Heboh Mantan Tentara Israel Bangun Villa di Bali, Bikin Netizen Panas!
Viral video dua warga negara asing diduga mantan anggota Pasukan Pertahanan Israel (IDF) membangun vila di Pulau Bali.
Viral video dua warga negara asing diduga mantan anggota Pasukan Pertahanan Israel (IDF) membangun vila di Pulau Bali. Dalam video yang beredar di instagram @inf_official00, menarasikan kedua mantan tentara negara Zionis itu membangun bisnis vila di Bali.
"Pasangan mantan IDF yang sedang berada di Bali, membangun bisnis vila disana," tulis akun tersebut.
Netizen panas melihat postingan tersebut. Netizen memberikan komentar pedas mengenai kabar sejoli membangun villa di Bali.
"Jangan sampe beranak pinak di bali, usiirr...," kata akun @makpink_31
"Orang Bali ga takutkah Israel bakal mengakui Bali pulau yg di janjikan," tambah akun @eli_alimah12
Polisi Turun Tangan
Sementara, Kabid Humas Polda Bali Kombes Pol Ariasandy mengatakan kepolisian bisa melakukan pengawasan bila ada pelanggaran, yaitu adanya dugaan vila illegal. Dia menyebut bila benar ada pelanggaran maka bisa ditindaklanjuti.
"Semua aturan yang diatur tidak nanya ada dan kewenangan polisi. Iya berarti polisi berwenang dalam hal pengawasan dan dalam hal tindak lanjutnya, ketika ada pelanggaran," kata Kombes Ariasandy, di Denpasar, Bali, Kamis (17/7).
Polisi akan menelusuri kebenaran informasi yang viral tersebut mengenai mantan tentara Israel membangun villa di Pulau Dewata.
"Nanti kita cek dulu kebenaran informasinya. Intinya, setiap pelanggaran yang di mana Polri berwenang untuk menindaklanjuti atau mengawasi itu pasti (ditindak)," imbuhnya.
Ariasandy menambahkan, polisi bakal mengumpulkan bukti-bukti pelanggaran sejoli tersebut sebelum menentukan langkah hukum berikutnya.
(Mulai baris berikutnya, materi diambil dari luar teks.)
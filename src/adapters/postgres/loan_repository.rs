use crate::domain::{Book, BookId, Loan, LoanId, Page, PageRequest, ReturnStatus};
use crate::ports::{LoanRepository as LoanRepositoryTrait, Result, WriteOutcome};
use async_trait::async_trait;
use chrono::NaiveDate;
use sqlx::{PgPool, Row, postgres::PgRow};

use super::is_unique_violation;

/// 貸出と書籍を結合して取得するSELECT句
const SELECT_LOANS: &str = r#"
    SELECT
        l.id,
        l.customer,
        l.customer_email,
        l.loan_date,
        l.returned,
        b.id AS book_id,
        b.title,
        b.author,
        b.isbn
    FROM loans l
    JOIN books b ON b.id = l.book_id
"#;

/// PostgreSQLの行データをLoanに変換する
///
/// returnedはNULL許容のbooleanで、ReturnStatusの三値に変換する。
fn map_row_to_loan(row: &PgRow) -> Result<Loan> {
    let returned: Option<bool> = row.try_get("returned")?;

    Ok(Loan {
        id: Some(LoanId::new(row.try_get("id")?)),
        book: Book {
            id: Some(BookId::new(row.try_get("book_id")?)),
            title: row.try_get("title")?,
            author: row.try_get("author")?,
            isbn: row.try_get("isbn")?,
        },
        customer: row.try_get("customer")?,
        customer_email: row.try_get("customer_email")?,
        loan_date: row.try_get("loan_date")?,
        returned: ReturnStatus::from(returned),
    })
}

fn map_rows(rows: &[PgRow]) -> Result<Vec<Loan>> {
    rows.iter().map(map_row_to_loan).collect()
}

/// LoanRepositoryのPostgreSQL実装
///
/// 「1冊につき貸出中は1件まで」は部分一意インデックス
/// `loans(book_id) WHERE returned IS NOT TRUE` で保証する。
pub struct LoanRepository {
    pool: PgPool,
}

impl LoanRepository {
    /// PostgreSQLコネクションプールから新しいLoanRepositoryを作成
    pub fn new(pool: PgPool) -> Self {
        Self { pool }
    }

    async fn fetch_by_id(&self, id: LoanId) -> Result<Option<Loan>> {
        let row = sqlx::query(&format!("{SELECT_LOANS} WHERE l.id = $1"))
            .bind(id.value())
            .fetch_optional(&self.pool)
            .await?;

        row.as_ref().map(map_row_to_loan).transpose()
    }
}

#[async_trait]
impl LoanRepositoryTrait for LoanRepository {
    async fn exists_active_loan_for_book(&self, book_id: BookId) -> Result<bool> {
        let exists: bool = sqlx::query_scalar(
            r#"
            SELECT EXISTS (
                SELECT 1 FROM loans
                WHERE book_id = $1 AND returned IS NOT TRUE
            )
            "#,
        )
        .bind(book_id.value())
        .fetch_one(&self.pool)
        .await?;

        Ok(exists)
    }

    async fn get_by_id(&self, id: LoanId) -> Result<Option<Loan>> {
        self.fetch_by_id(id).await
    }

    /// 条件付きで貸出を挿入する
    ///
    /// 部分一意インデックスを調停に使うON CONFLICT DO NOTHINGにより、
    /// 同じ書籍に貸出中の貸出がある場合は1文で挿入を取りやめる。
    async fn insert(&self, loan: &Loan) -> Result<WriteOutcome<Loan>> {
        let book_id = loan.book.require_id().map_err(|e| e.message())?;

        let inserted: Option<i64> = sqlx::query_scalar(
            r#"
            INSERT INTO loans (book_id, customer, customer_email, loan_date, returned)
            VALUES ($1, $2, $3, $4, $5)
            ON CONFLICT (book_id) WHERE returned IS NOT TRUE DO NOTHING
            RETURNING id
            "#,
        )
        .bind(book_id.value())
        .bind(&loan.customer)
        .bind(&loan.customer_email)
        .bind(loan.loan_date)
        .bind(loan.returned.as_option())
        .fetch_optional(&self.pool)
        .await?;

        let Some(id) = inserted else {
            return Ok(WriteOutcome::Conflict);
        };

        let saved = self
            .fetch_by_id(LoanId::new(id))
            .await?
            .ok_or("inserted loan could not be read back")?;
        Ok(WriteOutcome::Written(saved))
    }

    /// 貸出を上書きする
    ///
    /// 貸出中に戻した結果、部分一意インデックスに抵触した場合は`Conflict`。
    async fn update(&self, id: LoanId, loan: &Loan) -> Result<Option<WriteOutcome<Loan>>> {
        let result = sqlx::query(
            r#"
            UPDATE loans
            SET customer = $2, customer_email = $3, loan_date = $4, returned = $5
            WHERE id = $1
            "#,
        )
        .bind(id.value())
        .bind(&loan.customer)
        .bind(&loan.customer_email)
        .bind(loan.loan_date)
        .bind(loan.returned.as_option())
        .execute(&self.pool)
        .await;

        match result {
            Ok(done) if done.rows_affected() == 0 => Ok(None),
            Ok(_) => Ok(self.fetch_by_id(id).await?.map(WriteOutcome::Written)),
            Err(e) if is_unique_violation(&e) => Ok(Some(WriteOutcome::Conflict)),
            Err(e) => Err(e.into()),
        }
    }

    /// ISBNまたは顧客名が一致する貸出を検索する
    ///
    /// NULLを束縛した側の条件は `= NULL` となり一致しない。
    async fn find_by_isbn_or_customer(
        &self,
        isbn: Option<&str>,
        customer: Option<&str>,
        page: PageRequest,
    ) -> Result<Page<Loan>> {
        let total: i64 = sqlx::query_scalar(
            r#"
            SELECT COUNT(*)
            FROM loans l
            JOIN books b ON b.id = l.book_id
            WHERE b.isbn = $1 OR l.customer = $2
            "#,
        )
        .bind(isbn)
        .bind(customer)
        .fetch_one(&self.pool)
        .await?;

        let rows = sqlx::query(&format!(
            "{SELECT_LOANS} WHERE b.isbn = $1 OR l.customer = $2 ORDER BY l.id LIMIT $3 OFFSET $4"
        ))
        .bind(isbn)
        .bind(customer)
        .bind(i64::from(page.size()))
        .bind(page.offset() as i64)
        .fetch_all(&self.pool)
        .await?;

        Ok(Page::new(map_rows(&rows)?, page, total as u64))
    }

    async fn find_by_book(&self, book_id: BookId, page: PageRequest) -> Result<Page<Loan>> {
        let total: i64 = sqlx::query_scalar("SELECT COUNT(*) FROM loans WHERE book_id = $1")
            .bind(book_id.value())
            .fetch_one(&self.pool)
            .await?;

        let rows = sqlx::query(&format!(
            "{SELECT_LOANS} WHERE l.book_id = $1 ORDER BY l.id LIMIT $2 OFFSET $3"
        ))
        .bind(book_id.value())
        .bind(i64::from(page.size()))
        .bind(page.offset() as i64)
        .fetch_all(&self.pool)
        .await?;

        Ok(Page::new(map_rows(&rows)?, page, total as u64))
    }

    /// 延滞候補を検索（延滞通知バッチ用）
    ///
    /// (loan_date) WHERE returned IS NOT TRUE の部分インデックスを使用する。
    async fn find_overdue_unreturned(&self, cutoff: NaiveDate) -> Result<Vec<Loan>> {
        let rows = sqlx::query(&format!(
            "{SELECT_LOANS} WHERE l.loan_date <= $1 AND l.returned IS NOT TRUE ORDER BY l.id"
        ))
        .bind(cutoff)
        .fetch_all(&self.pool)
        .await?;

        map_rows(&rows)
    }
}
"Kan begini, informasi yang ada itu dilidik dulu, dipelajari dan digelar dulu apa ada indikasi pidana atau tidak. Atau dia administrasi saja sifatnya. Kalau dia dalam gelar dianggap memenuhi unsur, pasti ditindaklanjuti penyidikannya," ujarnya.
"Pasti lidik-nya tetap ada, tindak lanjutnya ini pasti melalui proses. Iya kalau itu ada informasi tindak lanjutnya akan kita sampaikan," ujarnya.